I wonder how/if these could be used to make Crypto Mining Hardware for more hobbyist level miners like myself? I really really would love to get my hands on a Xilinx C1100 but they're unobtainium for someone like me that doesn't have 20k for one board lol. I've found the actual FPGA chips for relatively affordable pricing directly from China but that's useless without the associated accelerator PCB design around it😞
WTH did I just watch? 🤣 I know very little about FPGA's, so fair warning to people who will watch it without prep - this is slightly different than your usual gaming/server CPU's. :D
Not that it really matters... But what studio is that? Is it another RU-vidr's set up? I assume so based off the silver play button but I'm not sure who's it is.
I Love Hate Lattice FPGAs. Great products. I use their FPGA in many designs. But now out of stock... with 60 weeks lead time :/ Unfortunately there not many alternatives from other companies.

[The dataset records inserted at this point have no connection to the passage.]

impl BitbankClient {
    pub fn new(api_key: impl Into<String>, secret: impl Into<String>) -> Self {
        let client = reqwest::Client::builder()
            .timeout(std::time::Duration::from_secs(REQUEST_TIMEOUT_SECS))
            .build()
            .expect("failed to build reqwest client");

        debug!("BitbankClient initialised");

        Self {
            api_key: api_key.into(),
            secret: secret.into(),
            client,
            public_base: PUBLIC_BASE.to_string(),
            private_base: PRIVATE_BASE.to_string(),
            nonce: AtomicU64::new(Self::timestamp_ms()),
            limiter: TokenBucket::new(BUCKET_CAPACITY, BUCKET_REFILL_PER_SEC),
        }
    }

    // -------------------------------------------------------------------------
    // Signing helpers
    // -------------------------------------------------------------------------

    /// HMAC-SHA256 hex signature of `message`.
    pub fn sign(&self, message: &str) -> String {
        let mut mac =
            HmacSha256::new_from_slice(self.secret.as_bytes()).expect("HMAC accepts any key size");
        mac.update(message.as_bytes());
        hex::encode(mac.finalize().into_bytes())
    }

    fn timestamp_ms() -> u64 {
        SystemTime::now()
            .duration_since(UNIX_EPOCH)
            .expect("system clock before UNIX epoch")
            .as_millis() as u64
    }

    /// Strictly increasing nonce, resilient to same-millisecond calls.
    fn next_nonce(&self) -> u64 {
        let now = Self::timestamp_ms();
        self.nonce
            .fetch_update(Ordering::SeqCst, Ordering::SeqCst, |prev| {
                Some(prev.max(now - 1) + 1)
            })
            .map(|prev| prev.max(now - 1) + 1)
            .unwrap_or(now)
    }

    // -------------------------------------------------------------------------
    // Transport
    // -------------------------------------------------------------------------

    async fn public_get(&self, path: &str) -> Result<serde_json::Value, ExchangeError> {
        self.limiter.acquire().await;
        let url = format!("{}{}", self.public_base, path);
        let resp = self
            .client
            .get(&url)
            .send()
            .await
            .map_err(classify_reqwest)?;
        let body: serde_json::Value = resp
            .json()
            .await
            .map_err(|e| ExchangeError::Transport(format!("invalid JSON: {e}")))?;
        unwrap_envelope(body)
    }

    async fn private_get(&self, path_with_query: &str) -> Result<serde_json::Value, ExchangeError> {
        self.limiter.acquire().await;
        let nonce = self.next_nonce();
        let signature = self.sign(&format!("{nonce}{path_with_query}"));

        let url = format!("{}{}", self.private_base, path_with_query);
        let resp = self
            .client
            .get(&url)
            .header("ACCESS-KEY", &self.api_key)
            .header("ACCESS-NONCE", nonce.to_string())
            .header("ACCESS-SIGNATURE", signature)
            .send()
            .await
            .map_err(classify_reqwest)?;

        let body: serde_json::Value = resp
            .json()
            .await
            .map_err(|e| ExchangeError::Transport(format!("invalid JSON: {e}")))?;
        unwrap_envelope(body)
    }

    async fn private_post(
        &self,
        path: &str,
        body: &serde_json::Value,
    ) -> Result<serde_json::Value, ExchangeError> {
        self.limiter.acquire().await;
        let nonce = self.next_nonce();
        let payload = body.to_string();
        let signature = self.sign(&format!("{nonce}{payload}"));

        let url = format!("{}{}", self.private_base, path);
        let resp = self
            .client
            .post(&url)
            .header("ACCESS-KEY", &self.api_key)
            .header("ACCESS-NONCE", nonce.to_string())
            .header("ACCESS-SIGNATURE", signature)
            .header("Content-Type", "application/json")
            .body(payload)
            .send()
            .await
            .map_err(classify_reqwest)?;

        let body: serde_json::Value = resp
            .json()
            .await
            .map_err(|e| ExchangeError::Transport(format!("invalid JSON: {e}")))?;
        unwrap_envelope(body)
    }

    // -------------------------------------------------------------------------
    // Candlestick pagination
    // -------------------------------------------------------------------------

    /// Bitbank serves candles bucketed by UTC date (intraday timeframes) or
    /// by year (4h and up). Walk buckets newest-first until `limit` bars are
    /// collected.
    async fn fetch_candles(
        &self,
        pair: &str,
        timeframe: Timeframe,
        limit: usize,
    ) -> Result<Vec<Bar>, ExchangeError> {
        let code = timeframe.exchange_code();
        let mut bars: Vec<Bar> = Vec::new();
        let now = Utc::now();

        // More buckets than ever needed; the loop stops once enough bars.
        for back in 0..8 {
            let key = match timeframe {
                Timeframe::M15 => {
                    let day = now - ChronoDuration::days(back);
                    day.format("%Y%m%d").to_string()
                }
                Timeframe::H4 => {
                    let year = now.year() - back as i32;
                    format!("{year}")
                }
            };

            let path = format!("/{pair}/candlestick/{code}/{key}");
            let data = match self.public_get(&path).await {
                Ok(data) => data,
                // A bucket with no data yet (e.g. midnight UTC) is not fatal.
                Err(ExchangeError::Api { .. }) if back > 0 => break,
                Err(e) => return Err(e),
            };

            let mut bucket = parse_candlestick(&data, code)?;
            bucket.extend(bars);
            bars = bucket;

            if bars.len() >= limit {
                break;
            }
        }

        bars.sort_by_key(|b| b.ts);
        bars.dedup_by_key(|b| b.ts);
        if bars.len() > limit {
            bars.drain(..bars.len() - limit);
        }
        Ok(bars)
    }
}

#[async_trait]
impl ExchangeApi for BitbankClient {
    #[instrument(skip(self), name = "bitbank::get_ticker")]
    async fn get_ticker(&self, pair: &str) -> Result<Ticker, ExchangeError> {
        let data = self.public_get(&format!("/{pair}/ticker")).await?;
        let ts_ms = data["timestamp"].as_i64().unwrap_or(0);
        Ok(Ticker {
            bid: parse_f64(&data["buy"])?,
            ask: parse_f64(&data["sell"])?,
            last: parse_f64(&data["last"])?,
            ts: Utc
                .timestamp_millis_opt(ts_ms)
                .single()
                .unwrap_or_else(Utc::now),
        })
    }

    #[instrument(skip(self), name = "bitbank::get_ohlcv")]
    async fn get_ohlcv(
        &self,
        pair: &str,
        timeframe: Timeframe,
        limit: usize,
    ) -> Result<Vec<Bar>, ExchangeError> {
        let bars = self.fetch_candles(pair, timeframe, limit).await?;
        debug!(pair, timeframe = %timeframe, count = bars.len(), "ohlcv fetched");
        Ok(bars)
    }

    #[instrument(skip(self), name = "bitbank::get_balance")]
    async fn get_balance(&self) -> Result<Balance, ExchangeError> {
        let data = self.private_get("/v1/user/margin/status").await?;
        Ok(Balance {
            available: parse_f64(&data["available_margin"])?,
            used: parse_f64(&data["used_margin"]).unwrap_or(0.0),
            total: parse_f64(&data["total_margin"]).unwrap_or(0.0),
            // Null is a legitimate value here (no open positions).
            maintenance_margin_ratio: parse_f64(&data["maintenance_margin_ratio"]).ok(),
        })
    }

    #[instrument(skip(self), name = "bitbank::get_open_orders")]
    async fn get_open_orders(&self, pair: &str) -> Result<Vec<Order>, ExchangeError> {
        let data = self
            .private_get(&format!("/v1/user/spot/active_orders?pair={pair}"))
            .await?;
        let raw = data["orders"]
            .as_array()
            .cloned()
            .unwrap_or_default();

        let mut orders = Vec::with_capacity(raw.len());
        for entry in &raw {
            match parse_order(entry) {
                Ok(order) => orders.push(order),
                Err(e) => warn!(error = %e, "skipping unparseable order entry"),
            }
        }
        debug!(pair, count = orders.len(), "open orders retrieved");
        Ok(orders)
    }

    #[instrument(skip(self), name = "bitbank::get_order")]
    async fn get_order(&self, pair: &str, id: &str) -> Result<Order, ExchangeError> {
        let data = self
            .private_get(&format!("/v1/user/spot/order?pair={pair}&order_id={id}"))
            .await?;
        parse_order(&data)
    }

    #[instrument(skip(self), name = "bitbank::get_positions")]
    async fn get_positions(&self, pair: &str) -> Result<Vec<RawPosition>, ExchangeError> {
        let data = self
            .private_get(&format!("/v1/user/margin/positions?pair={pair}"))
            .await?;
        let raw = data["positions"].as_array().cloned().unwrap_or_default();

        let mut positions = Vec::with_capacity(raw.len());
        for entry in &raw {
            let side = match entry["position_side"].as_str() {
                Some("long") => Side::Buy,
                Some("short") => Side::Sell,
                other => {
                    warn!(?other, "unknown position side — skipping");
                    continue;
                }
            };
            let amount = parse_f64(&entry["open_amount"]).unwrap_or(0.0);
            if amount <= 0.0 {
                continue;
            }
            positions.push(RawPosition {
                side,
                amount,
                avg_price: parse_f64(&entry["average_price"]).unwrap_or(0.0),
            });
        }
        Ok(positions)
    }

    #[instrument(skip(self, order), name = "bitbank::create_order")]
    async fn create_order(&self, order: &NewOrder) -> Result<OrderAck, ExchangeError> {
        let mut body = serde_json::json!({
            "pair": order.pair,
            "amount": format!("{}", order.amount),
            "side": match order.side {
                Side::Buy => "buy",
                Side::Sell => "sell",
                Side::Hold => {
                    return Err(ExchangeError::Validation(
                        "HOLD is not a valid order side".to_string(),
                    ))
                }
            },
            "type": order.order_type.to_string(),
        });

        if let Some(price) = order.price {
            body["price"] = serde_json::json!(format!("{price}"));
        }
        if let Some(trigger) = order.trigger_price {
            body["trigger_price"] = serde_json::json!(format!("{trigger}"));
        }
        if order.post_only {
            body["post_only"] = serde_json::json!(true);
        }

        debug!(
            pair = %order.pair,
            side = %order.side,
            order_type = %order.order_type,
            amount = order.amount,
            "placing order"
        );

        let data = self.private_post("/v1/user/spot/order", &body).await?;
        let ack = parse_order(&data)?;
        Ok(OrderAck {
            id: ack.id,
            status: ack.status,
        })
    }

    #[instrument(skip(self), name = "bitbank::cancel_order")]
    async fn cancel_order(&self, pair: &str, id: &str) -> Result<CancelOutcome, ExchangeError> {
        let body = serde_json::json!({ "pair": pair, "order_id": id });
        match self.private_post("/v1/user/spot/cancel_order", &body).await {
            Ok(_) => {
                debug!(pair, id, "order cancelled");
                Ok(CancelOutcome::Cancelled)
            }
            // 50010: order not found / already done — an idempotent outcome
            // for the cleanup paths, not an error.
            Err(ExchangeError::Api { code: 50010, .. }) | Err(ExchangeError::OrderNotFound) => {
                Ok(CancelOutcome::NotFound)
            }
            Err(e) => Err(e),
        }
    }
}

impl std::fmt::Debug for BitbankClient {
    fn fmt(&self, f: &mut std::fmt::Formatter<'_>) -> std::fmt::Result {
        f.debug_struct("BitbankClient")
            .field("api_key", &"<redacted>")
            .field("secret", &"<redacted>")
            .field("public_base", &self.public_base)
            .field("private_base", &self.private_base)
            .finish()
    }
}

// =============================================================================
// Parsing helpers
// =============================================================================

/// Unwrap the Bitbank {"success": 0|1, "data": ...} envelope.
fn unwrap_envelope(body: serde_json::Value) -> Result<serde_json::Value, ExchangeError> {
    match body["success"].as_i64() {
        Some(1) => Ok(body["data"].clone()),
        _ => {
            let code = body["data"]["code"].as_i64().unwrap_or(0);
            Err(ExchangeError::from_api_code(
                code,
                format!("exchange error code {code}"),
            ))
        }
    }
}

Focusing on supporting int8 is a mistake, studies clearly have been showing that bf16 (fp16 for non-supporting hw) as the best result for quantization. We know int8 is just not accurate enough for most scenarios, you're better off just spending time pruning and other methods at that point.
Are you talking training or inference here? Inference for a number of work flows has already been suitable down to INT4, and there's a lot of demand for INT8.
@@TechTechPotato I think for the most part, we're not going to see training on these devices. So I'll primarily be focusing on inference. Looking specifically at numbers it seems like you still take a large hit for some models with 95% accuracy still being the top end for int8 quantization. I'd rather handle some custom formats (such as MSFP), which are exceedingly better for memory/MAC area with higher accuracy. Although I guess it really depends on the application.
Your movement is way to unnatural, whatever seminar you went to or video you watched on body framing and movement while giving a presentation just forget it, chill be yourself.
This is what I'm like when I'm presenting solo. You'll notice I move my hands in cadence with how I'm speaking. No seminars or formal video here, though I've learned since that it's a good technique for introverts not used to doing formal presentations.
I don't think Ian is too concerned with however he moves. There are more important things in life. 😂 UPD The funny thing is this comment is the most popular because Ian responded to it.
@@TechTechPotato To me it feels weird the eyesight being fixated most of the time at the camera. While I don't have a personal experience, I would imagine that talking like to a public instead is a better presentation and not so distracting. Thank you for your in-depth tech channel btw, more appreciated than the "sensational" approach others follow.